>>>>>
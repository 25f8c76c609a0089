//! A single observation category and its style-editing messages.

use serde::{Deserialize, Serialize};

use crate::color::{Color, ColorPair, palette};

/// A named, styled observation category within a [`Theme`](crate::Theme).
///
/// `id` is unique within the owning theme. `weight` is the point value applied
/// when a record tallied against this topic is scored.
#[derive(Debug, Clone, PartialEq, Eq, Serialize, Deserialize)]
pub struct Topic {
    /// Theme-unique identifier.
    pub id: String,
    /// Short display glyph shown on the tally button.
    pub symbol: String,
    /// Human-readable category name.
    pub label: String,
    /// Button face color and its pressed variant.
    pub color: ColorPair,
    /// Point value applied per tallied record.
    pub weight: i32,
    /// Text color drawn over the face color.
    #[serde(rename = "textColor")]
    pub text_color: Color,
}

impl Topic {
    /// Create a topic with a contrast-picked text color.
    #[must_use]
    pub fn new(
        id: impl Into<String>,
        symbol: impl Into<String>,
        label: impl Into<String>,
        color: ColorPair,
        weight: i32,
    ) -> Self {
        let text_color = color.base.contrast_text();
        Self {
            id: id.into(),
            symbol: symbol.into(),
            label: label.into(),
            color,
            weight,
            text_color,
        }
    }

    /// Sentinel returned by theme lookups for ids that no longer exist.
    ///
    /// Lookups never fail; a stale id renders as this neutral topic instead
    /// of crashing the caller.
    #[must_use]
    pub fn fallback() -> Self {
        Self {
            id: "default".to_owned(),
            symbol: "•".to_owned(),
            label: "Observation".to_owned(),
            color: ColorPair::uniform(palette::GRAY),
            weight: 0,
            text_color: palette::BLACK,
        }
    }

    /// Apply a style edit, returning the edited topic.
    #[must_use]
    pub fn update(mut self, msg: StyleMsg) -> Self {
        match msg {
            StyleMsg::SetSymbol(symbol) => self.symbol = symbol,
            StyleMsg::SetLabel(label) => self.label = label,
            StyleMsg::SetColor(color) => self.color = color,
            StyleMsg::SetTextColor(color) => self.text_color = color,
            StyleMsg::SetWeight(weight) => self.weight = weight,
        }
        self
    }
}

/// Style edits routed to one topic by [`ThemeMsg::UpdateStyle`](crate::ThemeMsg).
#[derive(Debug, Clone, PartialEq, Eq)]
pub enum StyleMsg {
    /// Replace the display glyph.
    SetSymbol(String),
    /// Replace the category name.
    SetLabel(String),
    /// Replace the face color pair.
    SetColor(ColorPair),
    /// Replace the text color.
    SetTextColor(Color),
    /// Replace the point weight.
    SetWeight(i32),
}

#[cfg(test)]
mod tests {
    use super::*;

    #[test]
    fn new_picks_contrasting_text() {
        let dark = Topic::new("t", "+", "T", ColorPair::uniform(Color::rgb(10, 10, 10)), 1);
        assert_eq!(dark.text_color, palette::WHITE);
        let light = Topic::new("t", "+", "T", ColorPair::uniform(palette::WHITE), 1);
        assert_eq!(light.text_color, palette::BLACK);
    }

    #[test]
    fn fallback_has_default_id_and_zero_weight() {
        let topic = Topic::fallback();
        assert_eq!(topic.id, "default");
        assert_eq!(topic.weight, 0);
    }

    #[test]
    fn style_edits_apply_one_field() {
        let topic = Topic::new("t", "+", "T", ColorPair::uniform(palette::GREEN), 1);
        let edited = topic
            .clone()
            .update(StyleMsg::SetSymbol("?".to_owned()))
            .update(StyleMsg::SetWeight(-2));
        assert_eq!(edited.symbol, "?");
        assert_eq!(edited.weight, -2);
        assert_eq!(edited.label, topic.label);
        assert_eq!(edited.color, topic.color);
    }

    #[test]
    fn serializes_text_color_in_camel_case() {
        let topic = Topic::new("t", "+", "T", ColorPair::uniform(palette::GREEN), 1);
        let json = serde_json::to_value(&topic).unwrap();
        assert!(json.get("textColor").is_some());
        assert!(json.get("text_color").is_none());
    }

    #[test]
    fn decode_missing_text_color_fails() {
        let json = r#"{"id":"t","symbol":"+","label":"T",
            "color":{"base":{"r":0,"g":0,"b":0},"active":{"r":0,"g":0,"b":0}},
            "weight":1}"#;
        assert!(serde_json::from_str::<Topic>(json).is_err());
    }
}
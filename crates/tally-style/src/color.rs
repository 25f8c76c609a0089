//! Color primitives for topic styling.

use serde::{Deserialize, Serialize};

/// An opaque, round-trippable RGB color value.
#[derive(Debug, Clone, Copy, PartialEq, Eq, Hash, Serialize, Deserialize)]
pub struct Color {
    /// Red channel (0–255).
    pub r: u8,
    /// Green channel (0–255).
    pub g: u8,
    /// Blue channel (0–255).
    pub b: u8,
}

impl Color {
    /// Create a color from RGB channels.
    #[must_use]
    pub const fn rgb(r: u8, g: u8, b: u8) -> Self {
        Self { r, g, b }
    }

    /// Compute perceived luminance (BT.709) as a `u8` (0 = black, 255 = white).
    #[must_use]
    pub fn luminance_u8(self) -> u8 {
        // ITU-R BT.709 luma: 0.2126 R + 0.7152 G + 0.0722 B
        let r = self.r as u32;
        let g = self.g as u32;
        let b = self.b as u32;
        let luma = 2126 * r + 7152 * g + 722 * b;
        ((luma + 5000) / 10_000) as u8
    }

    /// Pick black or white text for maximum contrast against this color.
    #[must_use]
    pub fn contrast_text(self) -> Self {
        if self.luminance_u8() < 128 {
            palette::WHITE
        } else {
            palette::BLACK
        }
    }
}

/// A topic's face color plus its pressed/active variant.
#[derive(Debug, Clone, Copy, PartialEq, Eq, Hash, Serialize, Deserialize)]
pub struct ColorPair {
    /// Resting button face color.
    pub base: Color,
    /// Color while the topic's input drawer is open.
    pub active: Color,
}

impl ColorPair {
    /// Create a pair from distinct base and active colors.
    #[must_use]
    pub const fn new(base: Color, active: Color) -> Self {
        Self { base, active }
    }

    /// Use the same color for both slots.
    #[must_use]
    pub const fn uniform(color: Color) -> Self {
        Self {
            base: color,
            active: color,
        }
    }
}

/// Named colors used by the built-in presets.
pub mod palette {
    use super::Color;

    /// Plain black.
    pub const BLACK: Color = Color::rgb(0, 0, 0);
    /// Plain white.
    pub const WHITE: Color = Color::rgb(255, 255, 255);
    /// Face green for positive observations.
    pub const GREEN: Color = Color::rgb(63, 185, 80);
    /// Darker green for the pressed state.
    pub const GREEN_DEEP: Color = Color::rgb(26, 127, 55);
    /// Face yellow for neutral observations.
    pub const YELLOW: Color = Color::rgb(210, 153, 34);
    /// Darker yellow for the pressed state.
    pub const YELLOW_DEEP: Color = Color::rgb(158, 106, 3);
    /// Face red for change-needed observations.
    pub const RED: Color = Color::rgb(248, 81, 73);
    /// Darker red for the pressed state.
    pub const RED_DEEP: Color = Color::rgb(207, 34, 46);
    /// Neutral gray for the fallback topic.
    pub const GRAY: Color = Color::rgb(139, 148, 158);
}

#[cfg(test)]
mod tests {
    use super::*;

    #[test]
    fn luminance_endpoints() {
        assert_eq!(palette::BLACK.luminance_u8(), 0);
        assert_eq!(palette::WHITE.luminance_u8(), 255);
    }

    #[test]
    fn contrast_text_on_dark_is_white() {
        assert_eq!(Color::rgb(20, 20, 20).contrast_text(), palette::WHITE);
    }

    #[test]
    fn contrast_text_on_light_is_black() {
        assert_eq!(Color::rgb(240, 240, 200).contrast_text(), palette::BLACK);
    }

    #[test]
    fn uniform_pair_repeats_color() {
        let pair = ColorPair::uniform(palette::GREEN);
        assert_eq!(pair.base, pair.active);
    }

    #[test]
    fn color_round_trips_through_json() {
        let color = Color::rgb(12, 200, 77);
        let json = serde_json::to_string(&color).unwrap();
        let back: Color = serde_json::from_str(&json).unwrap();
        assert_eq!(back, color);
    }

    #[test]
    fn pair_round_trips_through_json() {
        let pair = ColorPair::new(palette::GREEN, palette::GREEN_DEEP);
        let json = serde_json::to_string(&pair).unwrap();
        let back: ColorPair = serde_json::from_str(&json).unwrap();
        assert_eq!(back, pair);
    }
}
<<<<<
>>>>>
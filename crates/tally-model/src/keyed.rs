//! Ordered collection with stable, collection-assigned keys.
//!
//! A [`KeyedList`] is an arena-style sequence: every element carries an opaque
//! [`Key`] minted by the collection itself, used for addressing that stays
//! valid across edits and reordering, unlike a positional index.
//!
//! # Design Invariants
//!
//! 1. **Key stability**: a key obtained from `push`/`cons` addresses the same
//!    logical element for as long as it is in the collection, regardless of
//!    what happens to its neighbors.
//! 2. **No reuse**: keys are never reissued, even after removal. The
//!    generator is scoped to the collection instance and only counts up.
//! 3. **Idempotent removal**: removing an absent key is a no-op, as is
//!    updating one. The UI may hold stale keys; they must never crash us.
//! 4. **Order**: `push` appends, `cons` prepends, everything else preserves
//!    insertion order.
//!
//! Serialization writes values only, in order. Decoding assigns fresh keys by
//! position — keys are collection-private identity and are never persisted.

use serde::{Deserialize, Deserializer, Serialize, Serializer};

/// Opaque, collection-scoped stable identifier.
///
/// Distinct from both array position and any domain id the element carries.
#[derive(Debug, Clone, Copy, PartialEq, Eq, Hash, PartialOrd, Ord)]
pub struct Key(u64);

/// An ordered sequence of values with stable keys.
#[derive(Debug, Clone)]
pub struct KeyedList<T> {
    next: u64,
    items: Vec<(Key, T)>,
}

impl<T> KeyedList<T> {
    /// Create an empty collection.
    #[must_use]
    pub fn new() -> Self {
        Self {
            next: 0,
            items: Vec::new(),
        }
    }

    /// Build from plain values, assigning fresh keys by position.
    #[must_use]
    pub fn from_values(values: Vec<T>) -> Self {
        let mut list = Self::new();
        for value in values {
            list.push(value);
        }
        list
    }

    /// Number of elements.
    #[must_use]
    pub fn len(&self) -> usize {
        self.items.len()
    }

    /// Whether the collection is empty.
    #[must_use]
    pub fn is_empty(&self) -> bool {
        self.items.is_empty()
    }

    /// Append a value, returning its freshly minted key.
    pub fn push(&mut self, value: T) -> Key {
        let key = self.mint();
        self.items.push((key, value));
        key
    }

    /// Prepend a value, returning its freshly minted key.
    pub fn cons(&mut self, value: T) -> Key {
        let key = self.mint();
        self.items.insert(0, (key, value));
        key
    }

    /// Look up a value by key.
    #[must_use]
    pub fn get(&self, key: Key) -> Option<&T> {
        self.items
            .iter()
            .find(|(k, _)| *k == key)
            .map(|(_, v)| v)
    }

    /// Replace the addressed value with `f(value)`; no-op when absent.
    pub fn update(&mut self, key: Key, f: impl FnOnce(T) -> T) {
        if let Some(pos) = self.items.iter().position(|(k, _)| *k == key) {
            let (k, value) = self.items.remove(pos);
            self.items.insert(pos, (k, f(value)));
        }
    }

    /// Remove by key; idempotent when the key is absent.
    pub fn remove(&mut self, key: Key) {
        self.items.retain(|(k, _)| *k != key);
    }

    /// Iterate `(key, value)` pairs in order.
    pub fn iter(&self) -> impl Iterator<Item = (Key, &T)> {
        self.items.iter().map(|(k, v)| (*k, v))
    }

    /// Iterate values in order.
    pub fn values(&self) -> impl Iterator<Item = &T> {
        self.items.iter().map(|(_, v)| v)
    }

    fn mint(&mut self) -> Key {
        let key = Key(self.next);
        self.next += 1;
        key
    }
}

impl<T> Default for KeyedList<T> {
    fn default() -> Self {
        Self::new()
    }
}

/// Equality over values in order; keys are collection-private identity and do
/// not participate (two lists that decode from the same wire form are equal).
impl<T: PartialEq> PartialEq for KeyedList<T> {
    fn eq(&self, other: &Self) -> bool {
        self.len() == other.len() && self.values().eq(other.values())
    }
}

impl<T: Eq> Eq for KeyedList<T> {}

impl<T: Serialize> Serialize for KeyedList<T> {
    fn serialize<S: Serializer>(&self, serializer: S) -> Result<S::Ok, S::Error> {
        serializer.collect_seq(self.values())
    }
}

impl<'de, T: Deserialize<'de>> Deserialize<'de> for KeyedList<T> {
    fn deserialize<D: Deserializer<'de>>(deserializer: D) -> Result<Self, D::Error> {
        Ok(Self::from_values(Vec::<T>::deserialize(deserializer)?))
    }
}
<<<<<
● Your assignment: An exact copy of the lines above between the line holding "neutral topic instead" and the line holding "StyleMsg::SetColor(color) => self.color", inclusive, is the whole answer.

● Answer box:
    /// Lookups never fail; a stale id renders as this neutral topic instead
    /// of crashing the caller.
    #[must_use]
    pub fn fallback() -> Self {
        Self {
            id: "default".to_owned(),
            symbol: "•".to_owned(),
            label: "Observation".to_owned(),
            color: ColorPair::uniform(palette::GRAY),
            weight: 0,
            text_color: palette::BLACK,
        }
    }

    /// Apply a style edit, returning the edited topic.
    #[must_use]
    pub fn update(mut self, msg: StyleMsg) -> Self {
        match msg {
            StyleMsg::SetSymbol(symbol) => self.symbol = symbol,
            StyleMsg::SetLabel(label) => self.label = label,
            StyleMsg::SetColor(color) => self.color = color,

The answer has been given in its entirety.